Provided material ▸
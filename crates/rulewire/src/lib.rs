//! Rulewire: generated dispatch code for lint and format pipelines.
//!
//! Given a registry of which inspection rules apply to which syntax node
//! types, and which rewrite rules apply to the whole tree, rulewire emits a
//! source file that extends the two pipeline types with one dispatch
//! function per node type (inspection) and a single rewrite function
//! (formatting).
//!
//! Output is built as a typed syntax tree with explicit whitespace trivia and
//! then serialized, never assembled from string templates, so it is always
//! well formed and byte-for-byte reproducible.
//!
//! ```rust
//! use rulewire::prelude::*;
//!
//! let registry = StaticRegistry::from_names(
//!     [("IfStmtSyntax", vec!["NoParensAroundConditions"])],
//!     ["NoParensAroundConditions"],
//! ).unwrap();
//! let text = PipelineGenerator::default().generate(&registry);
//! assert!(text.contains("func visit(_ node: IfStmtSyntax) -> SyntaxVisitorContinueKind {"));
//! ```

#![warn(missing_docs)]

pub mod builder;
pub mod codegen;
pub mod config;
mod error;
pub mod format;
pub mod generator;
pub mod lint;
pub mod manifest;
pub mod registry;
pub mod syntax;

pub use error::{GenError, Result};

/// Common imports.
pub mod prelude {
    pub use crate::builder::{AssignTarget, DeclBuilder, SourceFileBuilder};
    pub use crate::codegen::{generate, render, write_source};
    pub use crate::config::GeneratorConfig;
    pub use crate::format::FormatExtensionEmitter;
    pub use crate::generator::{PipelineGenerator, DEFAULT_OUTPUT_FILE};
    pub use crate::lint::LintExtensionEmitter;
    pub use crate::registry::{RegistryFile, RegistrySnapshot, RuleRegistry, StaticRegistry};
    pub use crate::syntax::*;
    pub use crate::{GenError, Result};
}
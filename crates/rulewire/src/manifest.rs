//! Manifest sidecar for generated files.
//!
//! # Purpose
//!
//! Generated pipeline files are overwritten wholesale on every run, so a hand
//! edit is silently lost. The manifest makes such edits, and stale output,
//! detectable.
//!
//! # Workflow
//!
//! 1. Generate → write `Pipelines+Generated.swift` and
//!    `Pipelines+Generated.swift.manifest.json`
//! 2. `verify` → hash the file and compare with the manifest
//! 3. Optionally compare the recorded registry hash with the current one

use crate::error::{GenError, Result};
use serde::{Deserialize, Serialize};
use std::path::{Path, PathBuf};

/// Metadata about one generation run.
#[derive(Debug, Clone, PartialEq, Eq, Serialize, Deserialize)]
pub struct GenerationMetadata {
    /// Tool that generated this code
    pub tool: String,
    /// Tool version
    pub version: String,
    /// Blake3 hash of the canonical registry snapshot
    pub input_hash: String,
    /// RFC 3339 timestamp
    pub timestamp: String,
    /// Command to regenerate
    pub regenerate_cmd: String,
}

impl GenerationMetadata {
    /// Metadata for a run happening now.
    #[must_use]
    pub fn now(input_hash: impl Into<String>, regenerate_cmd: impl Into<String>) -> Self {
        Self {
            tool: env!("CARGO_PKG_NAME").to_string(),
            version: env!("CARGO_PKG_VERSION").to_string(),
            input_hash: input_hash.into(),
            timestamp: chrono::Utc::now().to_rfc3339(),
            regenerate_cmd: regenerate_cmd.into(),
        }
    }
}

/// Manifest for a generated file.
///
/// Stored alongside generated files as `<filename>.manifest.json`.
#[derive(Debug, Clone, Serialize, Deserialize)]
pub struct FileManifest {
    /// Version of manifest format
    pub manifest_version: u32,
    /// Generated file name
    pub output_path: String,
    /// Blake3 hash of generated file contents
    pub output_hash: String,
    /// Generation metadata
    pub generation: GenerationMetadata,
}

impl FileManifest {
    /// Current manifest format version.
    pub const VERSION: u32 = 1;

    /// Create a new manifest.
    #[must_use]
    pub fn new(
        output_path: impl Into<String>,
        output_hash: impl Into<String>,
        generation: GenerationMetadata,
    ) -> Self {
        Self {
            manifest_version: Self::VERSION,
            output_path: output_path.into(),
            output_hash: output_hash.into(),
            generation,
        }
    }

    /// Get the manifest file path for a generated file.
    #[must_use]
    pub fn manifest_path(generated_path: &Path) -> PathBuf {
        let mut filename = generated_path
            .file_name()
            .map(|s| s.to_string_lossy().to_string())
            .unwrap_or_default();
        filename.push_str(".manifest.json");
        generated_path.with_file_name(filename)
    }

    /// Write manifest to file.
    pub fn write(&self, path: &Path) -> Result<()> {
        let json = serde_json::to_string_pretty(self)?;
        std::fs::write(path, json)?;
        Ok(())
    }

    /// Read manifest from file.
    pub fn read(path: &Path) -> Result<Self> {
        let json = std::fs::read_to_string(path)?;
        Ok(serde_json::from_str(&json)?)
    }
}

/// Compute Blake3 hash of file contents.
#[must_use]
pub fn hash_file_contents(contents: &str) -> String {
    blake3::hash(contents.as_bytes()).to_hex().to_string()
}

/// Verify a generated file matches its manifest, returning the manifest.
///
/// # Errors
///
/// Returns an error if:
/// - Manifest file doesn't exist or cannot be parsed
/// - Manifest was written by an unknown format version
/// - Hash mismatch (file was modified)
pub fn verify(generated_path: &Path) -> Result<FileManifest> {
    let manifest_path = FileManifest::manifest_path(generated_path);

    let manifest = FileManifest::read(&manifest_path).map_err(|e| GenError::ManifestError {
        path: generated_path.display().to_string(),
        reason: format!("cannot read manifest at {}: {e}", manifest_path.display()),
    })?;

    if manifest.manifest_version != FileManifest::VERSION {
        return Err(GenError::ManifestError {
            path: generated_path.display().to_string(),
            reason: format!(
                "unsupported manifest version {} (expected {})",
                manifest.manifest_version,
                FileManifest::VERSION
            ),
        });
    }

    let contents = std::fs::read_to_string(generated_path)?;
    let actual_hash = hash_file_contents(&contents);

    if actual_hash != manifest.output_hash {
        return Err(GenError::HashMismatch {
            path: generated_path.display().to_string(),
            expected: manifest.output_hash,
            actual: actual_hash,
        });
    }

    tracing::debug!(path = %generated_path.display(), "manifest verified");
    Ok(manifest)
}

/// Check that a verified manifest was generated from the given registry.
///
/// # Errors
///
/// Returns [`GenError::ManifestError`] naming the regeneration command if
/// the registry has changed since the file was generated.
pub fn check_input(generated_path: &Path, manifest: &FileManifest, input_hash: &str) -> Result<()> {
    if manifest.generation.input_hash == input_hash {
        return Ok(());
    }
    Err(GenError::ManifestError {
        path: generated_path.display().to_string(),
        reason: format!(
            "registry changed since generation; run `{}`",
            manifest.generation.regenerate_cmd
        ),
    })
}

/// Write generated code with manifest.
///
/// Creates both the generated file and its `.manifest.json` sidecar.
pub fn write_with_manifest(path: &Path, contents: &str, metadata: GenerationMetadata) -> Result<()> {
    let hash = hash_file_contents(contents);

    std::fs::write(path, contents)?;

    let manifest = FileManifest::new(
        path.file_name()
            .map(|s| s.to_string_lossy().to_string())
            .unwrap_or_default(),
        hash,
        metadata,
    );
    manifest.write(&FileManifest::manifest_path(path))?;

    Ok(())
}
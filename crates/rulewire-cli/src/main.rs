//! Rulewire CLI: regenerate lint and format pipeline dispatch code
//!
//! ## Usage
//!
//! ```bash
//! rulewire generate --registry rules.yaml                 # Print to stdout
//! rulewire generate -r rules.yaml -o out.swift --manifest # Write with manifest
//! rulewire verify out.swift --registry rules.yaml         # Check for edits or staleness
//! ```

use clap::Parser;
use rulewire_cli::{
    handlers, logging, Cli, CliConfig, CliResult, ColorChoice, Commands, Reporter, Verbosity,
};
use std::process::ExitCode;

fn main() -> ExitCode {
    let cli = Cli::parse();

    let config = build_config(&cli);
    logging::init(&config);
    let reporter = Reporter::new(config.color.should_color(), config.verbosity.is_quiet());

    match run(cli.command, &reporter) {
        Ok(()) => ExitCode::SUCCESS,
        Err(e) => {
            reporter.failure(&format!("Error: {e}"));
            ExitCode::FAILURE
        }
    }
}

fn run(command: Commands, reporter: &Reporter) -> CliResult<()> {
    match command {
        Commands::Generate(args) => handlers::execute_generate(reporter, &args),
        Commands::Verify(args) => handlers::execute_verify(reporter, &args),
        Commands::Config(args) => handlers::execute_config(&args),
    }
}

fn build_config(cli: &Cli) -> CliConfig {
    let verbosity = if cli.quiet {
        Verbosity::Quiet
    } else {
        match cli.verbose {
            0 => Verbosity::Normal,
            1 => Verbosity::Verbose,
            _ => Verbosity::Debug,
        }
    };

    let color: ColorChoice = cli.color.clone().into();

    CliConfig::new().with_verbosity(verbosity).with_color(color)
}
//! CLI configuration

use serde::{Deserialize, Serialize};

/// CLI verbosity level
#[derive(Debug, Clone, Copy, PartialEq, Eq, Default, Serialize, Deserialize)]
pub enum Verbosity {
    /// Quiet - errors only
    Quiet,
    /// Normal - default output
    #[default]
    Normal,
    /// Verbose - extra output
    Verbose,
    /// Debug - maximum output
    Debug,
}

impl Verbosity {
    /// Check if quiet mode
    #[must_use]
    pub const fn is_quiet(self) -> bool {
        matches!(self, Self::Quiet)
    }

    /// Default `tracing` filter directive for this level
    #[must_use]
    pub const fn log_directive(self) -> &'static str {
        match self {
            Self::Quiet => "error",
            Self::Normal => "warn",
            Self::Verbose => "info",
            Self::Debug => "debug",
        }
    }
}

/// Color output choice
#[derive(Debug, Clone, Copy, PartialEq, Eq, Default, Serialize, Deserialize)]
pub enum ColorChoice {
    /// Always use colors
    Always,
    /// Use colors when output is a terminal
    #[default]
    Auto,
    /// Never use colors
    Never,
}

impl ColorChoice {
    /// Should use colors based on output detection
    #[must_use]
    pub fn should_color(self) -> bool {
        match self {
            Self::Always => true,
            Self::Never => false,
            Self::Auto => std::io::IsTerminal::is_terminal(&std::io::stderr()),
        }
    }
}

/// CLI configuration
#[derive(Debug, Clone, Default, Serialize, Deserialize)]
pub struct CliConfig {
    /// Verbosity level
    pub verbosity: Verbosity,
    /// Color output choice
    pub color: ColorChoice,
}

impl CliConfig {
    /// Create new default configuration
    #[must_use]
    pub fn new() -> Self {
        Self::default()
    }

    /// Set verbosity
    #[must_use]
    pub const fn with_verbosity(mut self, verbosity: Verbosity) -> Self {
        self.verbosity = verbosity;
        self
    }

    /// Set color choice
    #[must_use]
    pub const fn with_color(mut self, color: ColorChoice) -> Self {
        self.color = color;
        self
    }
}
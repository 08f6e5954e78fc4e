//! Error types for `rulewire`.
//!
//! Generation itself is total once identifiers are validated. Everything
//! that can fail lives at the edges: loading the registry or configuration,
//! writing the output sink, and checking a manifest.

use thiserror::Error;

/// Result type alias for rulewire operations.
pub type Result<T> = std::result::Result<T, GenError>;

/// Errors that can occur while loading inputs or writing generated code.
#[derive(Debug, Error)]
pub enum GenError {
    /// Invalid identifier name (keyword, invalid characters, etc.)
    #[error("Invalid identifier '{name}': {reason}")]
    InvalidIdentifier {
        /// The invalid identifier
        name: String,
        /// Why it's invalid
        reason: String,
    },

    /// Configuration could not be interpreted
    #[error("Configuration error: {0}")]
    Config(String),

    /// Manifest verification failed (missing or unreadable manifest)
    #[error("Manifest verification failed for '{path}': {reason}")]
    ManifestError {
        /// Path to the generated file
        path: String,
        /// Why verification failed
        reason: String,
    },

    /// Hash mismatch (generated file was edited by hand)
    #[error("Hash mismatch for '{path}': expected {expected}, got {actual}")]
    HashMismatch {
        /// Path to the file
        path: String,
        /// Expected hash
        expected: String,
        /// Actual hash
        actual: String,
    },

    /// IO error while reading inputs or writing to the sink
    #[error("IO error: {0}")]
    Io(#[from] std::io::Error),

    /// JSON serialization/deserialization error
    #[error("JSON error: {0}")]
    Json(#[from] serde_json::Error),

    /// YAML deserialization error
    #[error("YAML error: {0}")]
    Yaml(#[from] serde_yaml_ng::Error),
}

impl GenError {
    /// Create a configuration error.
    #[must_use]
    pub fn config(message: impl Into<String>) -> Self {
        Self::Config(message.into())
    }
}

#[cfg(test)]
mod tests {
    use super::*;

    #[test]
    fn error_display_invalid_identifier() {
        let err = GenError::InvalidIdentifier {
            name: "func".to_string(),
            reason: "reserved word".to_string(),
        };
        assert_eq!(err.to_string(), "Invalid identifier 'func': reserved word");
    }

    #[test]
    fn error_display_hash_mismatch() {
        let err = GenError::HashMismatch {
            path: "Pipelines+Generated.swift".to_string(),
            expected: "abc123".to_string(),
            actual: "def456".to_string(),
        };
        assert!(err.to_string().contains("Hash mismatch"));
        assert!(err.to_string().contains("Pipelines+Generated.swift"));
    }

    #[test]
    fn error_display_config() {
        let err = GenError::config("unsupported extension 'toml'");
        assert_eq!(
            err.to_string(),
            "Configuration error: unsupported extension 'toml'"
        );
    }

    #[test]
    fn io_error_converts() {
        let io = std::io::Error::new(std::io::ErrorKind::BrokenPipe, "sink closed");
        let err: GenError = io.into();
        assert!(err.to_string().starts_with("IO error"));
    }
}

What you should do ▸
The word "ExitCode" appears on some lines of the data above; count those lines and return only the number.

Task solution ▸
4